None of the above, Longkumer argues, suggests an easy ride for Hindutva in India’s Northeast. Its activists, often challenged to break caste taboos, are accustomed to failure and struggle. Electoral alliances and compromises make up for an inability to win outright in democratic contests. The Christianities of Northeast India remain dominant, if not hegemonic, in the wider region. Self-professed Hindus are tiny religious minorities in Nagaland, Mizoram, and Meghalaya, and to a lesser extent in Manipur and Arunachal Pradesh. Nonetheless, it is precisely in this hostile, uneven terrain of political activism that Hindutva’s Greater India experiment unfolds. Away from the Islamophobic politics of the Indian mainland, a very different kind of politics appears to be at work here.

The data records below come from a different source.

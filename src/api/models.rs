//! View models mirrored from backend JSON.
//!
//! The services answer in camelCase or PascalCase depending on who wrote the
//! endpoint, so every DTO accepts both casings through serde aliases and is
//! always serialized back out as camelCase.

use chrono::{DateTime, NaiveDateTime, Utc};
use serde::{Deserialize, Deserializer, Serialize};
use serde_json::Value;

use crate::utils::{de_id, de_null_default, de_opt_id, de_string_id};

#[derive(Debug, Clone, PartialEq, Serialize, Deserialize)]
#[serde(rename_all = "camelCase")]
pub struct AuthTokens {
    #[serde(alias = "AccessToken", alias = "token", alias = "Token", deserialize_with = "de_null_default")]
    pub access_token: String,
    #[serde(default, alias = "RefreshToken")]
    pub refresh_token: Option<String>,
}

impl AuthTokens {
    /// Reads a token pair out of a login/refresh response, unwrapping envelopes.
    pub fn from_response(value: Value) -> Option<Self> {
        let inner = crate::utils::unwrap_data(value);
        let tokens: AuthTokens = serde_json::from_value(inner).ok()?;
        if tokens.access_token.is_empty() {
            return None;
        }
        Some(tokens)
    }
}

#[derive(Debug, Clone, Default, PartialEq, Serialize, Deserialize)]
#[serde(rename_all = "camelCase", default)]
pub struct UserProfile {
    #[serde(alias = "Id", alias = "userId", alias = "UserId", deserialize_with = "de_string_id")]
    pub id: String,
    #[serde(alias = "FullName", deserialize_with = "de_null_default")]
    pub full_name: String,
    #[serde(alias = "Email", deserialize_with = "de_null_default")]
    pub email: String,
    #[serde(alias = "PhoneNumber", deserialize_with = "de_null_default")]
    pub phone_number: String,
    #[serde(alias = "Address", deserialize_with = "de_null_default")]
    pub address: String,
    #[serde(alias = "AvatarUrl")]
    pub avatar_url: Option<String>,
    #[serde(alias = "Role", deserialize_with = "de_null_default")]
    pub role: String,
}

impl UserProfile {
    pub fn is_admin(&self) -> bool {
        self.role.eq_ignore_ascii_case("admin")
    }

    pub fn is_teacher(&self) -> bool {
        self.role.eq_ignore_ascii_case("teacher")
    }
}

#[derive(Debug, Clone, Copy, PartialEq, Eq, Default, Serialize)]
#[serde(rename_all = "lowercase")]
pub enum RoomType {
    #[default]
    Private,
    Support,
    Group,
}

impl<'de> Deserialize<'de> for RoomType {
    fn deserialize<D: Deserializer<'de>>(deserializer: D) -> Result<Self, D::Error> {
        let raw = Value::deserialize(deserializer)?;
        Ok(match &raw {
            Value::String(s) => match s.to_ascii_lowercase().as_str() {
                "support" => RoomType::Support,
                "group" => RoomType::Group,
                _ => RoomType::Private,
            },
            Value::Number(n) => match n.as_i64() {
                Some(1) => RoomType::Support,
                Some(2) => RoomType::Group,
                _ => RoomType::Private,
            },
            _ => RoomType::Private,
        })
    }
}

#[derive(Debug, Clone, Default, PartialEq, Serialize, Deserialize)]
#[serde(rename_all = "camelCase", default)]
pub struct RoomParticipant {
    #[serde(alias = "UserId", deserialize_with = "de_string_id")]
    pub user_id: String,
    #[serde(alias = "FullName", deserialize_with = "de_null_default")]
    pub full_name: String,
    #[serde(alias = "Role", deserialize_with = "de_null_default")]
    pub role: String,
}

#[derive(Debug, Clone, Default, PartialEq, Serialize, Deserialize)]
#[serde(rename_all = "camelCase", default)]
pub struct ChatRoom {
    #[serde(alias = "Id", deserialize_with = "de_id")]
    pub id: i64,
    #[serde(alias = "Name")]
    pub name: Option<String>,
    #[serde(rename = "type", alias = "Type", alias = "roomType", alias = "RoomType")]
    pub room_type: RoomType,
    #[serde(alias = "Participants", deserialize_with = "de_null_default")]
    pub participants: Vec<RoomParticipant>,
}

#[derive(Debug, Clone, Default, PartialEq, Serialize, Deserialize)]
#[serde(rename_all = "camelCase", default)]
pub struct ChatMessage {
    #[serde(alias = "Id", deserialize_with = "de_string_id")]
    pub id: String,
    #[serde(alias = "RoomId", deserialize_with = "de_id")]
    pub room_id: i64,
    #[serde(alias = "SenderId", deserialize_with = "de_string_id")]
    pub sender_id: String,
    #[serde(alias = "SenderName")]
    pub sender_name: Option<String>,
    #[serde(alias = "Content", deserialize_with = "de_null_default")]
    pub content: String,
    #[serde(alias = "MessageType")]
    pub message_type: Option<String>,
    #[serde(alias = "SentAt", deserialize_with = "de_opt_datetime")]
    pub sent_at: Option<DateTime<Utc>>,
}

#[derive(Debug, Clone, PartialEq, Serialize)]
#[serde(rename_all = "camelCase")]
pub struct SendMessagePayload {
    pub content: String,
    pub message_type: String,
    #[serde(skip_serializing_if = "Option::is_none")]
    pub attachment_url: Option<String>,
}

impl SendMessagePayload {
    pub fn text(content: impl Into<String>) -> Self {
        Self { content: content.into(), message_type: "text".into(), attachment_url: None }
    }
}

#[derive(Debug, Clone, Default, PartialEq, Serialize, Deserialize)]
#[serde(rename_all = "camelCase", default)]
pub struct Exam {
    #[serde(alias = "Id", deserialize_with = "de_id")]
    pub id: i64,
    #[serde(alias = "Title", deserialize_with = "de_null_default")]
    pub title: String,
    #[serde(alias = "Description")]
    pub description: Option<String>,
    #[serde(alias = "DurationMinutes", deserialize_with = "de_null_default")]
    pub duration_minutes: u32,
    #[serde(alias = "TotalQuestions", deserialize_with = "de_null_default")]
    pub total_questions: u32,
    #[serde(alias = "Status")]
    pub status: Option<String>,
    #[serde(alias = "CourseId", deserialize_with = "de_opt_id")]
    pub course_id: Option<i64>,
}

#[derive(Debug, Clone, Default, PartialEq, Serialize, Deserialize)]
#[serde(rename_all = "camelCase", default)]
pub struct Question {
    #[serde(alias = "Id", deserialize_with = "de_id")]
    pub id: i64,
    #[serde(alias = "ExamId", deserialize_with = "de_opt_id")]
    pub exam_id: Option<i64>,
    #[serde(alias = "Content", deserialize_with = "de_null_default")]
    pub content: String,
    #[serde(alias = "Options", deserialize_with = "de_null_default")]
    pub options: Vec<String>,
    #[serde(alias = "CorrectAnswer")]
    pub correct_answer: Option<usize>,
    #[serde(alias = "Difficulty")]
    pub difficulty: Option<String>,
    #[serde(alias = "Subject")]
    pub subject: Option<String>,
}

#[derive(Debug, Clone, Default, PartialEq, Serialize, Deserialize)]
#[serde(rename_all = "camelCase", default)]
pub struct Course {
    #[serde(alias = "Id", deserialize_with = "de_id")]
    pub id: i64,
    #[serde(alias = "Title", deserialize_with = "de_null_default")]
    pub title: String,
    #[serde(alias = "Description")]
    pub description: Option<String>,
    #[serde(alias = "Price", deserialize_with = "de_null_default")]
    pub price: f64,
    #[serde(alias = "IsFree", deserialize_with = "de_null_default")]
    pub is_free: bool,
    #[serde(alias = "ThumbnailUrl")]
    pub thumbnail_url: Option<String>,
    #[serde(alias = "TeacherName")]
    pub teacher_name: Option<String>,
}

#[derive(Debug, Clone, Default, PartialEq, Serialize, Deserialize)]
#[serde(rename_all = "camelCase", default)]
pub struct Lesson {
    #[serde(alias = "Id", deserialize_with = "de_id")]
    pub id: i64,
    #[serde(alias = "CourseId", deserialize_with = "de_id")]
    pub course_id: i64,
    #[serde(alias = "Title", deserialize_with = "de_null_default")]
    pub title: String,
    #[serde(alias = "VideoUrl")]
    pub video_url: Option<String>,
    #[serde(alias = "OrderIndex", deserialize_with = "de_null_default")]
    pub order_index: i32,
    #[serde(alias = "DurationMinutes")]
    pub duration_minutes: Option<u32>,
    #[serde(alias = "Content")]
    pub content: Option<String>,
}

#[derive(Debug, Clone, Default, PartialEq, Serialize, Deserialize)]
#[serde(rename_all = "camelCase", default)]
pub struct Material {
    #[serde(alias = "Id", deserialize_with = "de_id")]
    pub id: i64,
    #[serde(alias = "LessonId", deserialize_with = "de_id")]
    pub lesson_id: i64,
    #[serde(alias = "Title", deserialize_with = "de_null_default")]
    pub title: String,
    #[serde(alias = "FileUrl", deserialize_with = "de_null_default")]
    pub file_url: String,
    #[serde(alias = "FileType")]
    pub file_type: Option<String>,
}

#[derive(Debug, Clone, Default, PartialEq, Serialize, Deserialize)]
#[serde(rename_all = "camelCase", default)]
pub struct Feedback {
    #[serde(alias = "Id", deserialize_with = "de_id")]
    pub id: i64,
    #[serde(alias = "UserName")]
    pub user_name: Option<String>,
    #[serde(alias = "Content", deserialize_with = "de_null_default")]
    pub content: String,
    #[serde(alias = "Rating")]
    pub rating: Option<u8>,
    #[serde(alias = "Status")]
    pub status: Option<String>,
    #[serde(alias = "CreatedAt")]
    pub created_at: Option<String>,
}

#[derive(Debug, Clone, Default, PartialEq, Serialize, Deserialize)]
#[serde(rename_all = "camelCase", default)]
pub struct Report {
    #[serde(alias = "Id", deserialize_with = "de_id")]
    pub id: i64,
    #[serde(alias = "ReporterName")]
    pub reporter_name: Option<String>,
    #[serde(alias = "TargetType")]
    pub target_type: Option<String>,
    #[serde(alias = "TargetId", deserialize_with = "de_opt_id")]
    pub target_id: Option<i64>,
    #[serde(alias = "Reason", deserialize_with = "de_null_default")]
    pub reason: String,
    #[serde(alias = "Status")]
    pub status: Option<String>,
}

#[derive(Debug, Clone, Default, PartialEq, Serialize, Deserialize)]
#[serde(rename_all = "camelCase", default)]
pub struct Enrollment {
    #[serde(alias = "Id", deserialize_with = "de_id")]
    pub id: i64,
    #[serde(alias = "UserName")]
    pub user_name: Option<String>,
    #[serde(alias = "CourseId", deserialize_with = "de_id")]
    pub course_id: i64,
    #[serde(alias = "CourseTitle")]
    pub course_title: Option<String>,
    #[serde(alias = "EnrolledAt")]
    pub enrolled_at: Option<String>,
    #[serde(alias = "Status")]
    pub status: Option<String>,
}

#[derive(Debug, Clone, Default, PartialEq, Serialize, Deserialize)]
#[serde(rename_all = "camelCase", default)]
pub struct PaymentLink {
    #[serde(alias = "CheckoutUrl", deserialize_with = "de_null_default")]
    pub checkout_url: String,
    #[serde(alias = "OrderCode", deserialize_with = "de_id")]
    pub order_code: i64,
    #[serde(alias = "PaymentLinkId")]
    pub payment_link_id: Option<String>,
}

Longkumer must be commended for writing a pioneering book on the protean forms of Hindutva today. His most striking contribution might be to remind us that even the most unsavoury forms of political imaginaries can become palatable over time through careful and creative forms of persuasion. Non-believers can be transformed into a new laity for a cult of the nation without necessarily giving up on their ingrained ways of life. This is, arguably, where the appeal of not only Hindutva lies, but also of populist movements worldwide in an era of backlash against neoliberal globalization. I suggest that we see these movements beyond the timeworn categories of left and right as incipient political religions in which a committed core of believers bring successive waves of diverse non-believers into the fold. We may, in sum, need to leave behind our secular-rational modes of understanding democratic politics today in order to venture into unfamiliar, uncertain ground beyond the comforts of psephological hocus-pocus and online echo chambers.